Your objective:
Set down exactly the lines below between the line holding "pub fn as_str(&self)" and the line holding "impl fmt::Display for", inclusive; no other line belongs in the answer.

Provided information:

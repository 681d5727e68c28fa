//! Single-slot playback gate: holds the assistant message currently being presented.

use crate::chat::message::{Message, MessageId};

/// What the gate currently holds.
#[derive(Debug, Clone, Default, PartialEq, Eq)]
pub enum Playback {
    #[default]
    Empty,
    Occupied(Message),
}

#[derive(Debug, thiserror::Error, PartialEq, Eq)]
pub enum GateError {
    #[error("playback gate already occupied by message {0}")]
    Occupied(MessageId),
}

/// Serializes presentation of assistant replies. While occupied, new sends are refused.
#[derive(Debug, Clone, Default)]
pub struct PlaybackGate {
    current: Playback,
}

impl PlaybackGate {
    pub fn new() -> Self {
        Self::default()
    }

    /// Put `message` in the slot. Fails without touching the occupant when the slot is taken.
    pub fn occupy(&mut self, message: Message) -> Result<(), GateError> {
        match &self.current {
            Playback::Occupied(m) => Err(GateError::Occupied(m.id())),
            Playback::Empty => {
                self.current = Playback::Occupied(message);
                Ok(())
            }
        }
    }

    /// Presentation finished: mark the occupant played and empty the slot.
    pub fn release(&mut self) -> Option<Message> {
        match std::mem::take(&mut self.current) {
            Playback::Occupied(mut m) => {
                m.mark_played();
                Some(m)
            }
            Playback::Empty => None,
        }
    }

    /// Drop the occupant without completing it (abrupt reset).
    pub fn reset(&mut self) -> Option<Message> {
        match std::mem::take(&mut self.current) {
            Playback::Occupied(m) => Some(m),
            Playback::Empty => None,
        }
    }

    pub fn is_blocking(&self) -> bool {
        match self.current {
            Playback::Occupied(_) => true,
            Playback::Empty => false,
        }
    }

    pub fn current(&self) -> Option<&Message> {
        match &self.current {
            Playback::Occupied(m) => Some(m),
            Playback::Empty => None,
        }
    }

    pub fn is_occupied_by(&self, id: MessageId) -> bool {
        matches!(&self.current, Playback::Occupied(m) if m.id() == id)
    }
}
//! Chat message types shared by the history store, the playback gate and the runtime.

use serde::{Deserialize, Serialize};
use std::fmt;

/// Who wrote a message. Fixed at creation.
#[derive(Debug, Clone, Copy, PartialEq, Eq, Hash, Serialize, Deserialize)]
#[serde(rename_all = "lowercase")]
pub enum Sender {
    User,
    Assistant,
}

impl Sender {
    pub fn as_str(&self) -> &'static str {
        match self {
            Sender::User => "user",
            Sender::Assistant => "assistant",
        }
    }
}

/// Identifier of a message within one process. Never reused, not even after a new chat.
#[derive(Debug, Clone, Copy, PartialEq, Eq, PartialOrd, Ord, Hash, Serialize, Deserialize)]
pub struct MessageId(pub u64);

impl fmt::Display for MessageId {
    fn fmt(&self, f: &mut fmt::Formatter<'_>) -> fmt::Result {
        write!(f, "#{}", self.0)
    }
}

/// One entry of the chat transcript.
///
/// `sender` and `text` are private so they cannot change after creation; `played`
/// only ever flips from false to true, through [`Message::mark_played`].
#[derive(Debug, Clone, PartialEq, Eq, Serialize, Deserialize)]
pub struct Message {
    id: MessageId,
    sender: Sender,
    text: String,
    played: bool,
}

impl Message {
    /// User messages carry no playback and count as already complete.
    pub fn user(id: MessageId, text: impl Into<String>) -> Self {
        Self {
            id,
            sender: Sender::User,
            text: text.into(),
            played: true,
        }
    }

    /// Assistant messages start unplayed; the playback gate marks them once presented.
    pub fn assistant(id: MessageId, text: impl Into<String>) -> Self {
        Self {
            id,
            sender: Sender::Assistant,
            text: text.into(),
            played: false,
        }
    }

    pub fn id(&self) -> MessageId {
        self.id
    }

    pub fn sender(&self) -> Sender {
        self.sender
    }

    pub fn text(&self) -> &str {
        &self.text
    }

    pub fn played(&self) -> bool {
        self.played
    }

    pub fn is_user(&self) -> bool {
        self.sender == Sender::User
    }

    pub(crate) fn mark_played(&mut self) {
        self.played = true;
    }
}

/// One discrete unit of assistant reply text, presented as a single block.
#[derive(Debug, Clone, PartialEq, Eq, Serialize, Deserialize)]
pub struct Utterance {
    pub text: String,
}

impl Utterance {
    pub fn new(text: impl Into<String>) -> Self {
        Self { text: text.into() }
    }

    /// Blank utterances carry nothing to present.
    pub fn is_blank(&self) -> bool {
        self.text.trim().is_empty()
    }
}

/// Hands out message ids in increasing order.
#[derive(Debug, Default)]
pub(crate) struct IdAllocator {
    next: u64,
}

impl IdAllocator {
    pub(crate) fn next(&mut self) -> MessageId {
        self.next += 1;
        MessageId(self.next)
    }
}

Exercise response:
    pub fn as_str(&self) -> &'static str {
        match self {
            Sender::User => "user",
            Sender::Assistant => "assistant",
        }
    }
}

/// Identifier of a message within one process. Never reused, not even after a new chat.
#[derive(Debug, Clone, Copy, PartialEq, Eq, PartialOrd, Ord, Hash, Serialize, Deserialize)]
pub struct MessageId(pub u64);

impl fmt::Display for MessageId {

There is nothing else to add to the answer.